Shaming and blaming: When victims of abuse face disfavor

Shaming and blaming: When victims of abuse face disfavor
Study of sexual assault scenarios finds the more abuse that occurs, the more teen victims are blamed for being victimized

Kate Theimer stands amid abuse victim messages in the stairwell of Lincoln's Child Advocacy Center. Theimer, a Nebraska graduate student, completed a research that found abused teens are more likely to be blamed if the abuse occurred more than once.
Craig Chandler | University Communication
Kate Theimer stands amid abuse victim messages in the stairwell of Lincoln's Child Advocacy Center. Theimer, a Nebraska doctoral student, completed research that found abused teens are more likely to be blamed if the abuse occurred more than once.

As Kate Theimer counseled dozens of sexual assault survivors and their families through Project SAFE at Lincoln's Child Advocacy Center, a troubling trend was occurring among adolescent and teenaged clients.

“A lot of these kids were talking about feeling blamed — that the abuse was their fault — by their family members, their friends and others in their lives,” she said.

Theimer, a doctoral student in the University of Nebraska-Lincoln clinical psychology program, recently published a study in the Journal of Interpersonal Violence that found abused teens are more likely to be blamed if the abuse occurred more than once. Her research also highlighted the tendency for blame to land on a victim's parent if the victim had previous behavior problems, such as school suspensions, as well as repeated abuse.

The findings are a first step toward better training for those around the victim who are responding to reports of abuse, Theimer said. Understanding the facets of blame among child sexual assault victims can provide a foundation for better training for police officers, social workers and other first responders to abuse.

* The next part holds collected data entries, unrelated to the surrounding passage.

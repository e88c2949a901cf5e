use std::{
    collections::BTreeMap,
    fmt,
    sync::{
        atomic::{AtomicU64, Ordering},
        Arc, Mutex, MutexGuard, PoisonError, RwLock,
    },
    time::Duration,
};

use futures::{SinkExt, StreamExt};
use shared::protocol::{ClientFrame, RelayEvent};
use tokio::{
    net::TcpStream,
    sync::{mpsc, oneshot, watch},
};
use tokio_tungstenite::{
    connect_async, tungstenite::Message as WsMessage, MaybeTlsStream, WebSocketStream,
};
use tracing::{debug, info, warn};
use uuid::Uuid;

use crate::{config::relay_ws_url, error::ConnectionError};

type RelaySocket = WebSocketStream<MaybeTlsStream<TcpStream>>;

#[derive(Debug, Clone, Copy, PartialEq, Eq, Default)]
pub enum ConnectionState {
    #[default]
    Disconnected,
    Connecting,
    Connected,
    Reconnecting,
    Failed,
}

impl fmt::Display for ConnectionState {
    fn fmt(&self, f: &mut fmt::Formatter<'_>) -> fmt::Result {
        let label = match self {
            Self::Disconnected => "disconnected",
            Self::Connecting => "connecting",
            Self::Connected => "connected",
            Self::Reconnecting => "reconnecting",
            Self::Failed => "failed",
        };
        f.write_str(label)
    }
}

#[derive(Debug, Clone, PartialEq)]
pub enum ConnectionEvent {
    StateChanged(ConnectionState),
    Connected { connection_id: String },
    Relay(RelayEvent),
}

pub type EventHandler = Arc<dyn Fn(&ConnectionEvent) + Send + Sync>;

#[derive(Debug, Clone, Copy, PartialEq, Eq)]
pub struct ReconnectPolicy {
    pub max_attempts: u32,
    pub delay: Duration,
    pub connect_timeout: Duration,
}

impl Default for ReconnectPolicy {
    fn default() -> Self {
        Self {
            max_attempts: 5,
            delay: Duration::from_secs(1),
            connect_timeout: Duration::from_secs(20),
        }
    }
}

#[derive(Default)]
struct HandlerTable {
    handlers: RwLock<BTreeMap<String, EventHandler>>,
}

impl HandlerTable {
    fn set(&self, slot: &str, handler: EventHandler) -> bool {
        self.handlers
            .write()
            .unwrap_or_else(PoisonError::into_inner)
            .insert(slot.to_string(), handler)
            .is_some()
    }

    fn remove(&self, slot: &str) -> bool {
        self.handlers
            .write()
            .unwrap_or_else(PoisonError::into_inner)
            .remove(slot)
            .is_some()
    }

    fn dispatch(&self, event: &ConnectionEvent) {
        let current: Vec<EventHandler> = self
            .handlers
            .read()
            .unwrap_or_else(PoisonError::into_inner)
            .values()
            .cloned()
            .collect();
        for handler in current {
            handler(event);
        }
    }
}

struct ActiveSession {
    endpoint: String,
    generation: u64,
    // Dropping this sender stops the supervisor task.
    _shutdown: oneshot::Sender<()>,
    outbound: Option<mpsc::UnboundedSender<String>>,
    connection_id: Option<String>,
}

enum SocketEnd {
    Shutdown,
    Dropped,
}

pub struct ConnectionManager {
    policy: ReconnectPolicy,
    state: watch::Sender<ConnectionState>,
    handlers: HandlerTable,
    session: Mutex<Option<ActiveSession>>,
    generation: AtomicU64,
}

impl ConnectionManager {
    pub fn new(policy: ReconnectPolicy) -> Arc<Self> {
        let (state, _) = watch::channel(ConnectionState::Disconnected);
        Arc::new(Self {
            policy,
            state,
            handlers: HandlerTable::default(),
            session: Mutex::new(None),
            generation: AtomicU64::new(0),
        })
    }

    pub fn state(&self) -> ConnectionState {
        *self.state.borrow()
    }

    pub fn watch_state(&self) -> watch::Receiver<ConnectionState> {
        self.state.subscribe()
    }

    pub fn is_connected(&self) -> bool {
        self.state() == ConnectionState::Connected
    }

    pub fn connection_id(&self) -> Option<String> {
        self.lock_session()
            .as_ref()
            .and_then(|session| session.connection_id.clone())
    }

    pub fn subscribe(&self, slot: &str, handler: EventHandler) -> bool {
        self.handlers.set(slot, handler)
    }

    pub fn unsubscribe(&self, slot: &str) -> bool {
        self.handlers.remove(slot)
    }

    pub fn open(self: &Arc<Self>, endpoint: &str) -> Result<(), ConnectionError> {
        let url = relay_ws_url(endpoint).map_err(|err| ConnectionError::InvalidEndpoint {
            endpoint: endpoint.to_string(),
            reason: err.to_string(),
        })?;
        let url = url.to_string();

        let (shutdown_tx, shutdown_rx) = oneshot::channel();
        let generation = {
            let mut guard = self.lock_session();
            let state = self.state();
            if let Some(active) = guard.as_ref() {
                if active.endpoint == url && state != ConnectionState::Failed {
                    debug!(endpoint = %url, %state, "relay: open ignored, connection already owned");
                    return Ok(());
                }
            }
            let generation = self.generation.fetch_add(1, Ordering::SeqCst) + 1;
            *guard = Some(ActiveSession {
                endpoint: url.clone(),
                generation,
                _shutdown: shutdown_tx,
                outbound: None,
                connection_id: None,
            });
            generation
        };

        info!(endpoint = %url, "relay: opening connection");
        self.publish_state(generation, ConnectionState::Connecting);
        let manager = Arc::clone(self);
        tokio::spawn(async move {
            manager.supervise(url, generation, shutdown_rx).await;
        });
        Ok(())
    }

    /// Releases the socket. Safe to call on every exit path, any number of times.
    pub fn close(&self) {
        let (closed, changed) = {
            let mut guard = self.lock_session();
            let closed = guard.take();
            (closed, self.store_state(ConnectionState::Disconnected))
        };
        if let Some(session) = closed {
            info!(endpoint = %session.endpoint, "relay: closing connection");
        }
        if changed {
            self.notify_state(ConnectionState::Disconnected);
        }
    }

    pub fn emit(&self, frame: &ClientFrame) -> Result<(), ConnectionError> {
        let state = self.state();
        let text = serde_json::to_string(frame)?;
        let guard = self.lock_session();
        let outbound = guard
            .as_ref()
            .and_then(|session| session.outbound.as_ref())
            .filter(|_| state == ConnectionState::Connected)
            .ok_or(ConnectionError::NotConnected(state))?;
        outbound
            .send(text)
            .map_err(|_| ConnectionError::NotConnected(state))?;
        debug!(event = frame.event_name(), "relay: queued frame");
        Ok(())
    }

    async fn supervise(
        self: Arc<Self>,
        endpoint: String,
        generation: u64,
        mut shutdown: oneshot::Receiver<()>,
    ) {
        let mut attempt: u32 = 0;
        loop {
            let connect = tokio::time::timeout(self.policy.connect_timeout, connect_async(endpoint.as_str()));
            let result = tokio::select! {
                _ = &mut shutdown => return,
                result = connect => result,
            };

            match result {
                Ok(Ok((socket, _))) => {
                    attempt = 0;
                    match self.run_socket(socket, generation, &mut shutdown).await {
                        SocketEnd::Shutdown => return,
                        SocketEnd::Dropped => {
                            warn!(endpoint = %endpoint, "relay: connection lost");
                        }
                    }
                }
                Ok(Err(err)) => {
                    warn!(endpoint = %endpoint, attempt, "relay: connect failed: {err}");
                }
                Err(_) => {
                    warn!(
                        endpoint = %endpoint,
                        attempt,
                        timeout_ms = self.policy.connect_timeout.as_millis() as u64,
                        "relay: connect timed out"
                    );
                }
            }

            attempt += 1;
            if attempt > self.policy.max_attempts {
                warn!(
                    endpoint = %endpoint,
                    attempts = self.policy.max_attempts,
                    "relay: reconnection attempts exhausted"
                );
                self.publish_state(generation, ConnectionState::Failed);
                return;
            }
            if !self.publish_state(generation, ConnectionState::Reconnecting) {
                return;
            }
            info!(endpoint = %endpoint, attempt, "relay: reconnecting");
            tokio::select! {
                _ = &mut shutdown => return,
                _ = tokio::time::sleep(self.policy.delay) => {}
            }
        }
    }

    async fn run_socket(
        &self,
        socket: RelaySocket,
        generation: u64,
        shutdown: &mut oneshot::Receiver<()>,
    ) -> SocketEnd {
        let connection_id = Uuid::new_v4().to_string();
        let (mut writer, mut reader) = socket.split();
        let (outbound_tx, mut outbound_rx) = mpsc::unbounded_channel::<String>();
        {
            let mut guard = self.lock_session();
            match guard.as_mut() {
                Some(session) if session.generation == generation => {
                    session.outbound = Some(outbound_tx);
                    session.connection_id = Some(connection_id.clone());
                }
                _ => return SocketEnd::Shutdown,
            }
        }

        info!(connection_id = %connection_id, "relay: connected");
        if !self.publish_state(generation, ConnectionState::Connected) {
            return SocketEnd::Shutdown;
        }
        self.handlers.dispatch(&ConnectionEvent::Connected {
            connection_id: connection_id.clone(),
        });

        let end = loop {
            tokio::select! {
                _ = &mut *shutdown => {
                    // Frames queued before close (a final leave) still go out.
                    while let Ok(text) = outbound_rx.try_recv() {
                        if writer.send(WsMessage::Text(text)).await.is_err() {
                            break;
                        }
                    }
                    let _ = writer.send(WsMessage::Close(None)).await;
                    break SocketEnd::Shutdown;
                }
                Some(text) = outbound_rx.recv() => {
                    if let Err(err) = writer.send(WsMessage::Text(text)).await {
                        warn!(connection_id = %connection_id, "relay: send failed: {err}");
                        break SocketEnd::Dropped;
                    }
                }
                frame = reader.next() => match frame {
                    Some(Ok(WsMessage::Text(text))) => self.dispatch_inbound(&text),
                    Some(Ok(WsMessage::Close(_))) | None => break SocketEnd::Dropped,
                    Some(Ok(_)) => {}
                    Some(Err(err)) => {
                        warn!(connection_id = %connection_id, "relay: receive failed: {err}");
                        break SocketEnd::Dropped;
                    }
                },
            }
        };

        {
            let mut guard = self.lock_session();
            if let Some(session) = guard.as_mut().filter(|s| s.generation == generation) {
                session.outbound = None;
                session.connection_id = None;
            }
        }
        if matches!(end, SocketEnd::Dropped) {
            let undelivered = drain_undelivered(&mut outbound_rx);
            if undelivered > 0 {
                warn!(
                    connection_id = %connection_id,
                    undelivered,
                    "relay: connection lost with frames still queued"
                );
            }
        }
        end
    }

    fn dispatch_inbound(&self, text: &str) {
        match serde_json::from_str::<RelayEvent>(text) {
            Ok(event) => self.handlers.dispatch(&ConnectionEvent::Relay(event)),
            Err(err) => warn!("relay: ignoring undecodable event: {err}"),
        }
    }

    fn publish_state(&self, generation: u64, state: ConnectionState) -> bool {
        let changed = {
            let guard = self.lock_session();
            let current = guard
                .as_ref()
                .is_some_and(|session| session.generation == generation);
            if !current {
                return false;
            }
            self.store_state(state)
        };
        if changed {
            self.notify_state(state);
        }
        true
    }

    fn store_state(&self, state: ConnectionState) -> bool {
        self.state.send_if_modified(|current| {
            if *current == state {
                return false;
            }
            *current = state;
            true
        })
    }

    // Handlers run outside the session lock so they may emit frames.
    fn notify_state(&self, state: ConnectionState) {
        debug!(%state, "relay: state changed");
        self.handlers.dispatch(&ConnectionEvent::StateChanged(state));
    }

    fn lock_session(&self) -> MutexGuard<'_, Option<ActiveSession>> {
        self.session.lock().unwrap_or_else(PoisonError::into_inner)
    }
}

fn drain_undelivered(outbound: &mut mpsc::UnboundedReceiver<String>) -> usize {
    outbound.close();
    let mut undelivered = 0;
    while outbound.try_recv().is_ok() {
        undelivered += 1;
    }
    undelivered
}

#[cfg(test)]
#[path = "tests/connection_tests.rs"]
mod tests;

More than 700 people were surveyed and were asked to assign responsibility to a hypothetical teenaged victim. The hypothetical situations included details of abuse, whether it was one occurrence or many, as well as mentions of a victim's behavioral problems — two factors in victim-blaming that Theimer often encountered among her teenaged clients at Project SAFE.

The findings are important, Theimer said, because victims who feel blamed for being abused may be more likely to experience further depression, anxiety and post-traumatic stress disorder.

“It’s really hard to move forward if you feel like other people see you as a responsible party in something that wasn't your fault,” she said.

Blaming parents isn’t helpful, either, Theimer said. Parents often experience similar mental health problems, which can impede their ability to help their child.

While disheartening, Theimer said it wasn’t unexpected that victims are blamed for abuse that continues to occur. Often, she said, people assume the victim could have stopped it or should have come forward sooner.

“People frequently have a difficult time understanding why victims don't come forward immediately. But victims are often afraid they’ll get in trouble, they’ll be blamed, that no one will believe them. They often feel very ashamed and guilty," she said. “I would like to empower those professionals to be a positive part of the trauma recovery.”